# [WHAT YOU SHOULD DO]
All the data must be output exactly as given.

[Stored data]
+ + + +

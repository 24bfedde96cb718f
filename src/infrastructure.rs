//! Infrastructure layer: configuration, logging, rendering, HTTP and parsing
//!
//! Everything that touches the outside world lives here. The application layer
//! only sees it through the domain service traits and a few plain functions.

pub mod browser; // Chromium rendering session for the listing stage
pub mod config; // Layered configuration
pub mod extraction_error;
pub mod http_client; // Detail page fetcher
pub mod logging;
pub mod parsing; // Listing and title detail parsers
pub mod parsing_error;
pub mod paths; // Working directories and CSV output

// Re-export commonly used items
pub use browser::{BrowserListingSource, BrowserSettings, ExpansionError, RenderingSession};
pub use config::{AppConfig, ConfigError};
pub use extraction_error::{ExtractionError, ExtractionResult};
pub use http_client::{DetailFetcher, HttpClientConfig};
pub use logging::{init_logging_with_config, log_system_info};
pub use parsing::{ListingParser, ParsingConfig, ParsingError, ParsingResult, TitleDetailParser};
pub use paths::{OutputError, ensure_directories, output_path, sanitize_file_stem, write_table};
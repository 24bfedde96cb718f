//! Command line entry point

#![allow(clippy::uninlined_format_args)]

use clap::Parser;
use std::io::{self, Write};
use std::path::PathBuf;
use std::process::ExitCode;
use tracing::{error, info, warn};

use crate::application::pipeline::{GENERIC_FAILURE_MESSAGE, PipelineError, PipelineReport, ScrapePipeline};
use crate::application::presentation::{StatusTicker, TickerSettings, load_status_messages};
use crate::application::prompt_search_request;
use crate::domain::{SearchMode, SearchRequest};
use crate::infrastructure::{AppConfig, ensure_directories, init_logging_with_config, log_system_info};

#[derive(Parser, Debug)]
#[command(name = "imdb-scraper", version)]
#[command(about = "Expands an IMDb search listing and writes the title details to CSV", long_about = None)]
pub struct Cli {
    /// Configuration file (defaults to ./imdb-scraper.toml when present)
    #[arg(short, long)]
    pub config: Option<PathBuf>,

    /// Search mode: genres or keyword. Skips the interactive menu.
    #[arg(short, long, requires = "term")]
    pub mode: Option<SearchMode>,

    /// Search term, used together with --mode
    #[arg(short, long, requires = "mode")]
    pub term: Option<String>,
}

impl Cli {
    /// The request given on the command line, if any
    pub fn search_request(&self) -> Option<SearchRequest> {
        match (self.mode, &self.term) {
            (Some(mode), Some(term)) => Some(SearchRequest::new(term.as_str(), mode)),
            _ => None,
        }
    }
}

pub fn success_message(path: &std::path::Path) -> String {
    format!("Congrats!!! your file is ready {}", path.display())
}

pub async fn run() -> ExitCode {
    run_with(Cli::parse()).await
}

pub async fn run_with(cli: Cli) -> ExitCode {
    let config = match AppConfig::load(cli.config.as_deref()) {
        Ok(config) => config,
        Err(e) => {
            eprintln!("{}", e);
            return ExitCode::FAILURE;
        }
    };

    if let Err(e) = ensure_directories(&config.paths) {
        eprintln!("{}", e);
        return ExitCode::FAILURE;
    }

    if let Err(e) = init_logging_with_config(&config.logging, &config.paths.logs_dir) {
        eprintln!("Logging disabled: {}", e);
    }
    log_system_info();

    let request = match cli.search_request() {
        Some(request) => request,
        None => {
            let stdin = io::stdin();
            let mut stdout = io::stdout();
            match prompt_search_request(&mut stdin.lock(), &mut stdout, config.presentation.typing_delay()) {
                Ok(request) => request,
                Err(e) => {
                    error!("No search request: {}", e);
                    println!("{}", GENERIC_FAILURE_MESSAGE);
                    return ExitCode::FAILURE;
                }
            }
        }
    };
    info!("Search request: {:?}", request);

    let pipeline = match ScrapePipeline::from_app_config(&config) {
        Ok(pipeline) => pipeline,
        Err(e) => {
            error!("Failed to set up pipeline: {}", e);
            println!("{}", e.user_message(request.mode()));
            return ExitCode::from(e.exit_code());
        }
    };

    let ticker = if config.presentation.enabled {
        let messages = load_status_messages(&config.paths.messages_file);
        StatusTicker::start(messages, TickerSettings::from(&config.presentation), io::stdout())
            .map_err(|e| warn!("Status ticker unavailable: {}", e))
            .ok()
    } else {
        None
    };

    let result = pipeline.run(&request).await;

    if let Some(ticker) = ticker {
        ticker.stop();
    }

    ExitCode::from(report_outcome(&result, request.mode(), &mut io::stdout()))
}

/// Prints the final user message for a run and returns its exit status
pub fn report_outcome<W: Write>(
    result: &Result<PipelineReport, PipelineError>,
    mode: SearchMode,
    out: &mut W,
) -> u8 {
    let (message, code) = match result {
        Ok(report) => (success_message(&report.path), 0),
        Err(e) => {
            error!("Scrape failed: {}", e);
            (e.user_message(mode), e.exit_code())
        }
    };
    if let Err(e) = writeln!(out, "{}", message) {
        warn!("Failed to print final message: {}", e);
    }
    code
}

#[cfg(test)]
mod tests {
    use super::*;
    use crate::application::aggregator::AggregationReport;
    use crate::infrastructure::browser::ExpansionError;
    use crate::infrastructure::parsing::ParsingError;
    use std::path::Path;

    #[test]
    fn test_mode_and_term_flags() {
        let cli = Cli::try_parse_from(["imdb-scraper", "--mode", "genres", "--term", "drama"]).unwrap();
        let request = cli.search_request().unwrap();
        assert_eq!(request.mode(), SearchMode::ByCategory);
        assert_eq!(request.term(), "drama");
    }

    #[test]
    fn test_mode_requires_term() {
        assert!(Cli::try_parse_from(["imdb-scraper", "--mode", "keyword"]).is_err());
        assert!(Cli::try_parse_from(["imdb-scraper", "--term", "batman"]).is_err());
    }

    #[test]
    fn test_unknown_mode_rejected() {
        assert!(Cli::try_parse_from(["imdb-scraper", "--mode", "actor", "--term", "x"]).is_err());
    }

    #[test]
    fn test_no_flags_means_interactive() {
        let cli = Cli::try_parse_from(["imdb-scraper"]).unwrap();
        assert!(cli.search_request().is_none());
        assert!(cli.config.is_none());
    }

    #[test]
    fn test_successful_run_exits_zero() {
        let result = Ok(PipelineReport {
            path: PathBuf::from("out/drama.csv"),
            listed: 2,
            aggregation: AggregationReport {
                succeeded: 2,
                failed: 0,
            },
        });
        let mut out = Vec::new();

        assert_eq!(report_outcome(&result, SearchMode::ByCategory, &mut out), 0);
        assert_eq!(String::from_utf8(out).unwrap(), "Congrats!!! your file is ready out/drama.csv\n");
    }

    #[test]
    fn test_unreachable_listing_exits_one() {
        let result = Err(PipelineError::ListingUnavailable(ExpansionError::ControlTimeout {
            selector: "button.ipc-see-more__button".to_string(),
            timeout_secs: 15,
        }));
        let mut out = Vec::new();

        assert_eq!(report_outcome(&result, SearchMode::ByKeyword, &mut out), 1);
        assert_eq!(
            String::from_utf8(out).unwrap(),
            "Sorry, seems like we broke the imdb server or you have entered wrong keyword, Please Try again after 5 minute\n"
        );
    }

    #[test]
    fn test_layout_failure_exits_one() {
        let result = Err(PipelineError::ListingLayout(ParsingError::ItemHrefMissing { index: 0 }));
        let mut out = Vec::new();

        assert_eq!(report_outcome(&result, SearchMode::ByCategory, &mut out), 1);
        assert_eq!(String::from_utf8(out).unwrap(), format!("{}\n", GENERIC_FAILURE_MESSAGE));
    }

    #[test]
    fn test_success_message() {
        assert_eq!(
            success_message(Path::new("out/drama.csv")),
            "Congrats!!! your file is ready out/drama.csv"
        );
    }
}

+ + + +

# [RESPONSE BOX]
repository 24bfedde96cb718f
filename src/infrastructure.rs
//! Infrastructure layer: configuration, logging, rendering, HTTP and parsing
//!
//! Everything that touches the outside world lives here. The application layer
//! only sees it through the domain service traits and a few plain functions.

pub mod browser; // Chromium rendering session for the listing stage
pub mod config; // Layered configuration
pub mod extraction_error;
pub mod http_client; // Detail page fetcher
pub mod logging;
pub mod parsing; // Listing and title detail parsers
pub mod parsing_error;
pub mod paths; // Working directories and CSV output

// Re-export commonly used items
pub use browser::{BrowserListingSource, BrowserSettings, ExpansionError, RenderingSession};
pub use config::{AppConfig, ConfigError};
pub use extraction_error::{ExtractionError, ExtractionResult};
pub use http_client::{DetailFetcher, HttpClientConfig};
pub use logging::{init_logging_with_config, log_system_info};
pub use parsing::{ListingParser, ParsingConfig, ParsingError, ParsingResult, TitleDetailParser};
pub use paths::{OutputError, ensure_directories, output_path, sanitize_file_stem, write_table};
repository 24bfedde96cb718f
//! Command line entry point

#![allow(clippy::uninlined_format_args)]

use clap::Parser;
use std::io::{self, Write};
use std::path::PathBuf;
use std::process::ExitCode;
use tracing::{error, info, warn};

use crate::application::pipeline::{GENERIC_FAILURE_MESSAGE, PipelineError, PipelineReport, ScrapePipeline};
use crate::application::presentation::{StatusTicker, TickerSettings, load_status_messages};
use crate::application::prompt_search_request;
use crate::domain::{SearchMode, SearchRequest};
use crate::infrastructure::{AppConfig, ensure_directories, init_logging_with_config, log_system_info};

#[derive(Parser, Debug)]
#[command(name = "imdb-scraper", version)]
#[command(about = "Expands an IMDb search listing and writes the title details to CSV", long_about = None)]
pub struct Cli {
    /// Configuration file (defaults to ./imdb-scraper.toml when present)
    #[arg(short, long)]
    pub config: Option<PathBuf>,

    /// Search mode: genres or keyword. Skips the interactive menu.
    #[arg(short, long, requires = "term")]
    pub mode: Option<SearchMode>,

    /// Search term, used together with --mode
    #[arg(short, long, requires = "mode")]
    pub term: Option<String>,
}

impl Cli {
    /// The request given on the command line, if any
    pub fn search_request(&self) -> Option<SearchRequest> {
        match (self.mode, &self.term) {
            (Some(mode), Some(term)) => Some(SearchRequest::new(term.as_str(), mode)),
            _ => None,
        }
    }
}

pub fn success_message(path: &std::path::Path) -> String {
    format!("Congrats!!! your file is ready {}", path.display())
}

pub async fn run() -> ExitCode {
    run_with(Cli::parse()).await
}

pub async fn run_with(cli: Cli) -> ExitCode {
    let config = match AppConfig::load(cli.config.as_deref()) {
        Ok(config) => config,
        Err(e) => {
            eprintln!("{}", e);
            return ExitCode::FAILURE;
        }
    };

    if let Err(e) = ensure_directories(&config.paths) {
        eprintln!("{}", e);
        return ExitCode::FAILURE;
    }

    if let Err(e) = init_logging_with_config(&config.logging, &config.paths.logs_dir) {
        eprintln!("Logging disabled: {}", e);
    }
    log_system_info();

    let request = match cli.search_request() {
        Some(request) => request,
        None => {
            let stdin = io::stdin();
            let mut stdout = io::stdout();
            match prompt_search_request(&mut stdin.lock(), &mut stdout, config.presentation.typing_delay()) {
                Ok(request) => request,
                Err(e) => {
                    error!("No search request: {}", e);
                    println!("{}", GENERIC_FAILURE_MESSAGE);
                    return ExitCode::FAILURE;
                }
            }
        }
    };
    info!("Search request: {:?}", request);

    let pipeline = match ScrapePipeline::from_app_config(&config) {
        Ok(pipeline) => pipeline,
        Err(e) => {
            error!("Failed to set up pipeline: {}", e);
            println!("{}", e.user_message(request.mode()));
            return ExitCode::from(e.exit_code());
        }
    };

    let ticker = if config.presentation.enabled {
        let messages = load_status_messages(&config.paths.messages_file);
        StatusTicker::start(messages, TickerSettings::from(&config.presentation), io::stdout())
            .map_err(|e| warn!("Status ticker unavailable: {}", e))
            .ok()
    } else {
        None
    };

    let result = pipeline.run(&request).await;

    if let Some(ticker) = ticker {
        ticker.stop();
    }

    ExitCode::from(report_outcome(&result, request.mode(), &mut io::stdout()))
}

/// Prints the final user message for a run and returns its exit status
pub fn report_outcome<W: Write>(
    result: &Result<PipelineReport, PipelineError>,
    mode: SearchMode,
    out: &mut W,
) -> u8 {
    let (message, code) = match result {
        Ok(report) => (success_message(&report.path), 0),
        Err(e) => {
            error!("Scrape failed: {}", e);
            (e.user_message(mode), e.exit_code())
        }
    };
    if let Err(e) = writeln!(out, "{}", message) {
        warn!("Failed to print final message: {}", e);
    }
    code
}

#[cfg(test)]
mod tests {
    use super::*;
    use crate::application::aggregator::AggregationReport;
    use crate::infrastructure::browser::ExpansionError;
    use crate::infrastructure::parsing::ParsingError;
    use std::path::Path;

    #[test]
    fn test_mode_and_term_flags() {
        let cli = Cli::try_parse_from(["imdb-scraper", "--mode", "genres", "--term", "drama"]).unwrap();
        let request = cli.search_request().unwrap();
        assert_eq!(request.mode(), SearchMode::ByCategory);
        assert_eq!(request.term(), "drama");
    }

    #[test]
    fn test_mode_requires_term() {
        assert!(Cli::try_parse_from(["imdb-scraper", "--mode", "keyword"]).is_err());
        assert!(Cli::try_parse_from(["imdb-scraper", "--term", "batman"]).is_err());
    }

    #[test]
    fn test_unknown_mode_rejected() {
        assert!(Cli::try_parse_from(["imdb-scraper", "--mode", "actor", "--term", "x"]).is_err());
    }

    #[test]
    fn test_no_flags_means_interactive() {
        let cli = Cli::try_parse_from(["imdb-scraper"]).unwrap();
        assert!(cli.search_request().is_none());
        assert!(cli.config.is_none());
    }

    #[test]
    fn test_successful_run_exits_zero() {
        let result = Ok(PipelineReport {
            path: PathBuf::from("out/drama.csv"),
            listed: 2,
            aggregation: AggregationReport {
                succeeded: 2,
                failed: 0,
            },
        });
        let mut out = Vec::new();

        assert_eq!(report_outcome(&result, SearchMode::ByCategory, &mut out), 0);
        assert_eq!(String::from_utf8(out).unwrap(), "Congrats!!! your file is ready out/drama.csv\n");
    }

    #[test]
    fn test_unreachable_listing_exits_one() {
        let result = Err(PipelineError::ListingUnavailable(ExpansionError::ControlTimeout {
            selector: "button.ipc-see-more__button".to_string(),
            timeout_secs: 15,
        }));
        let mut out = Vec::new();

        assert_eq!(report_outcome(&result, SearchMode::ByKeyword, &mut out), 1);
        assert_eq!(
            String::from_utf8(out).unwrap(),
            "Sorry, seems like we broke the imdb server or you have entered wrong keyword, Please Try again after 5 minute\n"
        );
    }

    #[test]
    fn test_layout_failure_exits_one() {
        let result = Err(PipelineError::ListingLayout(ParsingError::ItemHrefMissing { index: 0 }));
        let mut out = Vec::new();

        assert_eq!(report_outcome(&result, SearchMode::ByCategory, &mut out), 1);
        assert_eq!(String::from_utf8(out).unwrap(), format!("{}\n", GENERIC_FAILURE_MESSAGE));
    }

    #[test]
    fn test_success_message() {
        assert_eq!(
            success_message(Path::new("out/drama.csv")),
            "Congrats!!! your file is ready out/drama.csv"
        );
    }
}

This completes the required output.